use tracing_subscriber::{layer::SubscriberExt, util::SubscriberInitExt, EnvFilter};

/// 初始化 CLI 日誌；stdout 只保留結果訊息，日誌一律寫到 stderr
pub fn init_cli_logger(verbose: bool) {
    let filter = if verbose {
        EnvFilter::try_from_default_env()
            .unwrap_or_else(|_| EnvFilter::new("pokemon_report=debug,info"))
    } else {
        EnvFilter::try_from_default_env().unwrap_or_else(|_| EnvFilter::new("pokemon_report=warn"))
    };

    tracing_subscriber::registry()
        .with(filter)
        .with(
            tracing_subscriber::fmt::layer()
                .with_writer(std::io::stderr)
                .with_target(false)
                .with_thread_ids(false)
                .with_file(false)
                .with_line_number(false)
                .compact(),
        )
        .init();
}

● ● ● ●

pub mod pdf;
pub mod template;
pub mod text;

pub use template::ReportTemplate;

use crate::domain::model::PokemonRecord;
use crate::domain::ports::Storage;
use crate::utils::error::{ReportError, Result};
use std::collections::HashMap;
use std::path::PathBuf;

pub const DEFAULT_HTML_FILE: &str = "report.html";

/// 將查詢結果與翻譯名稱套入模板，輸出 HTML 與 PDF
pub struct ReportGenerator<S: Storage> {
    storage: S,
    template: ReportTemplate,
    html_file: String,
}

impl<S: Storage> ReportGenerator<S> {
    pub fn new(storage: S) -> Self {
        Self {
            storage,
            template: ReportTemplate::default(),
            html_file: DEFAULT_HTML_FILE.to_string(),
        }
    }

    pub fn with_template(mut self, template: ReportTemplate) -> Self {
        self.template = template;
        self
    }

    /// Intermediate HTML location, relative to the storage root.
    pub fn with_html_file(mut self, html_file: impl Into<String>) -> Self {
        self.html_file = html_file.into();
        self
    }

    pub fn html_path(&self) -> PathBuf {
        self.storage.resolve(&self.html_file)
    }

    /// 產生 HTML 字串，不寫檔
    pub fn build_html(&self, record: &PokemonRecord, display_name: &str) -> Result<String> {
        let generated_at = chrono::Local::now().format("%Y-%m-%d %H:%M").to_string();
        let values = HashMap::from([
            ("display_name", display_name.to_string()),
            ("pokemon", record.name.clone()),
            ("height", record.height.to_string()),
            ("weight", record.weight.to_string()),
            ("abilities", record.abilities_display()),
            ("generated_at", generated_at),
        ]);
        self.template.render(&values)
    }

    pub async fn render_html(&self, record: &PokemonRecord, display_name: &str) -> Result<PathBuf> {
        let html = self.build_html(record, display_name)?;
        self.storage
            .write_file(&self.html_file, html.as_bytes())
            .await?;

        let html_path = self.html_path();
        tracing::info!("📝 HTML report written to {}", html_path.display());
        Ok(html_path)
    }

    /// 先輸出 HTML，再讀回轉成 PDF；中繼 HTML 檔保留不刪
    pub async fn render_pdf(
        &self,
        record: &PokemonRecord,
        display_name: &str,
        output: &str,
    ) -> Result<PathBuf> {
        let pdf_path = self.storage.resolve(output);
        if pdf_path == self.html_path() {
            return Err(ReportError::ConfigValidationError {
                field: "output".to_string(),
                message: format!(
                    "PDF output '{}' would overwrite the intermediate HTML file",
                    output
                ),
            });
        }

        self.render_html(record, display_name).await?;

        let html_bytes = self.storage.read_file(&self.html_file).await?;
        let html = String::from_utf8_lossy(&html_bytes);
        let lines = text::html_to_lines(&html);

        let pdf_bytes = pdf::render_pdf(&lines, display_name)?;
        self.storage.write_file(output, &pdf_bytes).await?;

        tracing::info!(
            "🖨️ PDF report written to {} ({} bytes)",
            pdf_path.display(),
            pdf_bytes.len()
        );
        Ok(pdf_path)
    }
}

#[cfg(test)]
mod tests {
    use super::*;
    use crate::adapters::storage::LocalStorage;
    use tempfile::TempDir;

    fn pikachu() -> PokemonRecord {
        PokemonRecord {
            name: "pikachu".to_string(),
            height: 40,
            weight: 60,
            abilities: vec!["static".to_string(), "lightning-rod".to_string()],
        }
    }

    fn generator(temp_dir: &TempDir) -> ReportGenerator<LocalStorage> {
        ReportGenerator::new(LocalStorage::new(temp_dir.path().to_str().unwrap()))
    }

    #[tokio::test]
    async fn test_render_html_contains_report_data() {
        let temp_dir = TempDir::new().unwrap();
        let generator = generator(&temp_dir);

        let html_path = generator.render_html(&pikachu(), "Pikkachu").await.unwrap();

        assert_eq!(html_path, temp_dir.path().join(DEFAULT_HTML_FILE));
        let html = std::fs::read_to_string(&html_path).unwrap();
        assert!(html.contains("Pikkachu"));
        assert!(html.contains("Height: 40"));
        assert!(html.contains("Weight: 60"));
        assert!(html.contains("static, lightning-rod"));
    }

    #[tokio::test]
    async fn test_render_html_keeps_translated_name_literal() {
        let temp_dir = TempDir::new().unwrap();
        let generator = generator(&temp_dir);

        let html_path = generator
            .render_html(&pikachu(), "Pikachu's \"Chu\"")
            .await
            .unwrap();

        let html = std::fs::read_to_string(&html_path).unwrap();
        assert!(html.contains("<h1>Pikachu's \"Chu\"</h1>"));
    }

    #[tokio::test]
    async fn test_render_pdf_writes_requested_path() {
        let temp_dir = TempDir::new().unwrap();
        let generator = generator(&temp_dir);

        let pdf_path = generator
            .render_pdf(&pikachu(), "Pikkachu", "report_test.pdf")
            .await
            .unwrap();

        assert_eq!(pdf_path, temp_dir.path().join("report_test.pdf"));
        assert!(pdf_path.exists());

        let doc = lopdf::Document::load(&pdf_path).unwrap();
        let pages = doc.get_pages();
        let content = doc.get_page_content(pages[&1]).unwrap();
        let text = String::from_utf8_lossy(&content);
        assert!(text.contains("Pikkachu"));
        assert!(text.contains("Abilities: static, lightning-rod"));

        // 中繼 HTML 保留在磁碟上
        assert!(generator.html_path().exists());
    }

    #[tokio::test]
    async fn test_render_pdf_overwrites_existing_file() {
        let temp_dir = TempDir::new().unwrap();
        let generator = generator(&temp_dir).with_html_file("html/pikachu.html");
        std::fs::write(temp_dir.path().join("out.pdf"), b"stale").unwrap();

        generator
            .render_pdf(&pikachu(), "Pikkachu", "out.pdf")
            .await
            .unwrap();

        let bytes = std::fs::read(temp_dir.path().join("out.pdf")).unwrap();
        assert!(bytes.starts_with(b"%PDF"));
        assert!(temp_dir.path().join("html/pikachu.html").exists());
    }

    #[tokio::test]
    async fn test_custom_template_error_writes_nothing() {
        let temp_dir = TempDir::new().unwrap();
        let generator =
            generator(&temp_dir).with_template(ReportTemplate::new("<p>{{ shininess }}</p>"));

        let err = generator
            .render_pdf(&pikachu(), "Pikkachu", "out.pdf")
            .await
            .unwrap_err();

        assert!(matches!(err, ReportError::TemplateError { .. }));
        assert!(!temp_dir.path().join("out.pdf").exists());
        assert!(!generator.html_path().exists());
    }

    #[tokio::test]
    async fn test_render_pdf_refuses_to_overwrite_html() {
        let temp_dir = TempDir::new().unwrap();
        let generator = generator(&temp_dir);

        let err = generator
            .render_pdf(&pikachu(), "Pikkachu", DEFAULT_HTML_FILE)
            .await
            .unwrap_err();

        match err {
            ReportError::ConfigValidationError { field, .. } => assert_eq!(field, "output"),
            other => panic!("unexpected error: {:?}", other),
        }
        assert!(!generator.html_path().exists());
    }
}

● ● ● ●

### REQUIREMENT:
Please, from the material above, copy only the lines from the line with "let html_bytes = self.storage.read_file(&self.html_file).await?;" up to and including the line with "use tempfile::TempDir;", exactly as written.

### RESPONSE AREA:
        let html_bytes = self.storage.read_file(&self.html_file).await?;
        let html = String::from_utf8_lossy(&html_bytes);
        let lines = text::html_to_lines(&html);

        let pdf_bytes = pdf::render_pdf(&lines, display_name)?;
        self.storage.write_file(output, &pdf_bytes).await?;

        tracing::info!(
            "🖨️ PDF report written to {} ({} bytes)",
            pdf_path.display(),
            pdf_bytes.len()
        );
        Ok(pdf_path)
    }
}

#[cfg(test)]
mod tests {
    use super::*;
    use crate::adapters::storage::LocalStorage;
    use tempfile::TempDir;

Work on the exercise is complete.